## [Stored items]
——
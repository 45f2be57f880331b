//! # ActorWire
//!
//! The wire protocol spoken between an actor client and the remote actor runtime.
//!
//! ## Architecture
//!
//! Frames are plain serde types ([`ToServer`], [`ToClient`]), tagged by a `type` field.
//! An [`Encoding`] moves them to and from byte buffers. Nothing in this crate performs I/O
//! or tracks connection state; correlation of calls and replies lives in the client.
//!
//! ## Message shapes
//!
//! | Direction | `type` | Purpose |
//! |---|---|---|
//! | client → server | `resolve` | Find or create an actor instance |
//! | client → server | `call` | Invoke an action, tagged with a correlation id |
//! | client → server | `subscribe` | Ask for an event to be pushed |
//! | server → client | `resolved` | Identity of the resolved instance |
//! | server → client | `result` | Successful reply to one call |
//! | server → client | `error` | Failed reply, resolve rejection, or connection notice |
//! | server → client | `event` | Server-initiated push |

pub mod codec;
pub mod error;
pub mod frame;

pub use codec::Encoding;
pub use codec::peek_correlation_id;
pub use error::Error;
pub use error::Result;
pub use frame::CallRequest;
pub use frame::ErrorFrame;
pub use frame::EventFrame;
pub use frame::ResolveMode;
pub use frame::ResolveRequest;
pub use frame::ResolvedFrame;
pub use frame::ResultFrame;
pub use frame::SubscriptionRequest;
pub use frame::Tags;
pub use frame::ToClient;
pub use frame::ToServer;
pub use frame::codes;
//! # Byte Codec
//!
//! Turns frames into transport messages and back.
//!
//! The codec knows nothing about connections or pending calls. It moves between typed
//! frames and opaque buffers, in one of two encodings.

use serde::Deserialize;
use serde::Serialize;
use serde::de::DeserializeOwned;
use serde_json::Value;

use crate::error::Error;
use crate::error::Result;

/// Byte representation of frames on the wire.
#[derive(Debug, Clone, Copy, PartialEq, Eq, Hash, Default, Serialize, Deserialize)]
pub enum Encoding {
    /// UTF-8 JSON; sent as text messages.
    #[default]
    #[serde(rename = "json")]
    Json,
    /// MessagePack with named fields; sent as binary messages.
    #[serde(rename = "msgpack")]
    MessagePack,
}

impl Encoding {
    pub fn as_str(&self) -> &'static str {
        match self {
            Self::Json => "json",
            Self::MessagePack => "msgpack",
        }
    }

    pub fn content_type(&self) -> &'static str {
        match self {
            Self::Json => "application/json",
            Self::MessagePack => "application/msgpack",
        }
    }

    /// Whether frames in this encoding travel as binary rather than text messages.
    pub fn is_binary(&self) -> bool {
        matches!(self, Self::MessagePack)
    }

    /// Serializes a frame.
    pub fn encode<T: Serialize>(&self, frame: &T) -> Result<Vec<u8>> {
        match self {
            Self::Json => serde_json::to_vec(frame).map_err(|e| Error::Encode(e.to_string())),
            Self::MessagePack => Ok(rmp_serde::to_vec_named(frame)?),
        }
    }

    /// Deserializes a frame.
    ///
    /// Never panics on arbitrary input; every failure is an `Error::Decode`.
    pub fn decode<T: DeserializeOwned>(&self, bytes: &[u8]) -> Result<T> {
        match self {
            Self::Json => serde_json::from_slice(bytes).map_err(|e| Error::Decode(e.to_string())),
            Self::MessagePack => Ok(rmp_serde::from_slice(bytes)?),
        }
    }
}

impl std::fmt::Display for Encoding {
    fn fmt(&self, f: &mut std::fmt::Formatter<'_>) -> std::fmt::Result {
        f.write_str(self.as_str())
    }
}

impl std::str::FromStr for Encoding {
    type Err = Error;

    fn from_str(s: &str) -> Result<Self> {
        match s {
            "json" => Ok(Self::Json),
            "msgpack" | "messagepack" => Ok(Self::MessagePack),
            other => Err(Error::Decode(format!("unknown encoding: {}", other))),
        }
    }
}

/// Extracts just the correlation id from a raw frame.
///
/// This is useful for logging which call a reply belonged to when full decoding fails
/// (e.g. an unknown `type` tag or a mistyped field).
pub fn peek_correlation_id(encoding: Encoding, bytes: &[u8]) -> Option<u64> {
    let value: Value = encoding.decode(bytes).ok()?;
    value.get("correlationId")?.as_u64()
}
——
## [INSTRUCTIONS FOR THE TASK]
Work out the number of lines in the entries above that hold the word "buffers", giving the number without comment.

## [SOLUTION FOR THIS EXERCISE]
2